Right from fighting for the aux cable during road trips to queueing the next song at a house party, music has always been intrinsically social. In fact, one’s taste in music is often considered to be brag-worthy, especially how metalheads prefer to sport band tees. Being able to click on someone’s music and play it is a great experience, but knowing that you helped a friend discover something new and that you have the same taste in music, is even better.
A study conducted by MusicWatch shows that 90% of social media users take part in some form of music or artist-related activity on social platforms. Two-thirds of social media users agree that they discover new artists on social media, and nearly 60% are visiting online streaming services/ platforms to listen to music after they see an update, tweet, or post.
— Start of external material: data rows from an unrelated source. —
//! Job pipeline entry point: one settled document, start to archive.
//!
//! ```text
//! discovered → counting → scheduled → rendering → aggregated ─┐
//!                  │                                          ├─▶ archived{processed|error}
//!                  └────────────── failed-early ──────────────┘
//! ```
//!
//! A document that cannot be opened never creates page tasks; it goes
//! straight to the error archive. Everything else is classified by its fail
//! count: one failed page is enough to route the document to error.

use crate::config::WatchConfig;
use crate::error::JobError;
use crate::output::{Job, JobReport, JobResult, Outcome};
use crate::pipeline::encode::ImageEncoder;
use crate::pipeline::pool::WorkerPool;
use crate::pipeline::render::PageRenderer;
use crate::pipeline::{aggregate, archive, count, schedule};
use crate::progress::{NoopProgressCallback, ProgressCallback};
use std::sync::Arc;
use std::time::Instant;
use tracing::{error, info};

/// Everything a job needs, built once at startup and reused for every job.
#[derive(Clone)]
pub struct JobContext {
    config: Arc<WatchConfig>,
    renderer: Arc<dyn PageRenderer>,
    pool: WorkerPool,
    progress: ProgressCallback,
}

impl JobContext {
    pub fn new(
        config: Arc<WatchConfig>,
        renderer: Arc<dyn PageRenderer>,
        encoder: Arc<dyn ImageEncoder>,
    ) -> Self {
        let pool = WorkerPool::new(
            config.workers,
            config.scale,
            Arc::clone(&renderer),
            encoder,
        );
        Self {
            config,
            renderer,
            pool,
            progress: Arc::new(NoopProgressCallback),
        }
    }

    /// Attach a progress callback.
    pub fn with_progress(mut self, progress: ProgressCallback) -> Self {
        self.progress = progress;
        self
    }

    pub fn config(&self) -> &WatchConfig {
        &self.config
    }

    pub fn progress(&self) -> &ProgressCallback {
        &self.progress
    }
}

/// Convert every page of `job` and archive the source document.
///
/// Never returns an error: every failure is captured in the [`JobReport`]
/// and logged, so the daemon keeps running whatever happens to one document.
pub async fn process_job(job: Job, ctx: &JobContext) -> JobReport {
    let started = Instant::now();
    info!("{}", "=".repeat(80));
    info!("STARTING CONVERSION FOR: {}", job.filename);
    info!("Using {} parallel workers", ctx.pool.workers());
    ctx.progress.on_job_start(&job);

    let result = convert_pages(&job, ctx, started).await;
    let outcome = match &result {
        Ok(r) if r.is_success() => Outcome::Processed,
        _ => Outcome::Error,
    };

    match &result {
        Ok(r) => {
            info!(
                "CONVERSION COMPLETE for {} in {:.2}s",
                job.filename,
                r.elapsed.as_secs_f64()
            );
            info!(
                "Success: {}/{} | Failed: {}/{}",
                r.success_count, r.total_pages, r.fail_count, r.total_pages
            );
        }
        Err(e) => error!(
            "PDF CONVERSION FAILED for {} after {:.2}s: {}",
            job.filename,
            started.elapsed().as_secs_f64(),
            e
        ),
    }

    let archived = archive::archive(&job.source, outcome, &ctx.config);
    match (&archived, outcome) {
        (Ok(dest), Outcome::Processed) => {
            info!("Moved {} to processed folder: {}", job.filename, dest.display())
        }
        (Ok(dest), Outcome::Error) => {
            error!("Moved {} to error folder: {}", job.filename, dest.display())
        }
        (Err(e), _) => error!(
            "Could not archive {} to {} folder: {}",
            job.filename,
            outcome.label(),
            e
        ),
    }

    let report = JobReport {
        job,
        result,
        outcome,
        archived,
        elapsed: started.elapsed(),
    };
    ctx.progress.on_job_complete(&report);
    report
}

/// counting → scheduled → rendering → aggregated.
async fn convert_pages(
    job: &Job,
    ctx: &JobContext,
    started: Instant,
) -> Result<JobResult, JobError> {
    let total_pages = count::count_pages(&job.source, &ctx.renderer).await?;
    info!("PDF opened. Pages: {}", total_pages);
    ctx.progress.on_pages_counted(job, total_pages);

    let tasks = schedule::build_tasks(job, total_pages, &ctx.config.output_dir);
    let results = schedule::dispatch(tasks, &ctx.pool).await;

    Ok(aggregate::aggregate(
        job,
        results,
        started,
        ctx.progress.as_ref(),
    ))
}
Today, we are all spoilt by choice, but constrained by time.
On one hand, the core product of the streaming market is unlimited, seamless access to all music in the world. Sure, none of the streaming catalogs are actually complete — but the point is that 99% of the users won’t ever have to look for music outside of their streaming service of choice. Having said that, the music streaming market is fragmented with services like Spotify (35%), Apple Music (20%), YouTube Music (10%), and their rivals competing for market share.
On the other hand, our time is limited. As a matter of fact, one-third of all songs played on Spotify are skipped within the first 30 seconds of listening, according to a new study carried out via music analysis company The Echo Nest. If a song fails to impress you within the first couple of seconds, the chances are you won’t end up listening to the remainder of the track.
Discover conveniently -
Algorithmic recommendations are a dime a dozen in this age and go no further than “here’s another song that sounds extremely similar to the song you just listened to”. While music libraries are great to listen to, they lack compelling social features.
Share convincingly -
Social networks serve well for sharing Spotify/YouTube links, but provide a mediocre listening experience. Platforms like WhatsApp and Facebook are fundamentally not designed for audio consumption. This probably explains why no one heeded your song recommendations on those countless WhatsApp/Instagram chats and groups.
The importance of curating the most powerful moments from a song that you dig, cannot be stressed enough. In this attention economy, the ability to impress someone with a music recommendation begins with a banger of a solo, a magical beat drop, a technically sound riff, or a catchy chorus can lead to serendipitous ways of discovering music. In a post-news-feed world, people are more comfortable sharing more of their lives with their friends. Music is the next shareable frontier.
It’s an exciting time to be playing in this space and we are thrilled by the innovation that comes around the corner on an almost daily basis.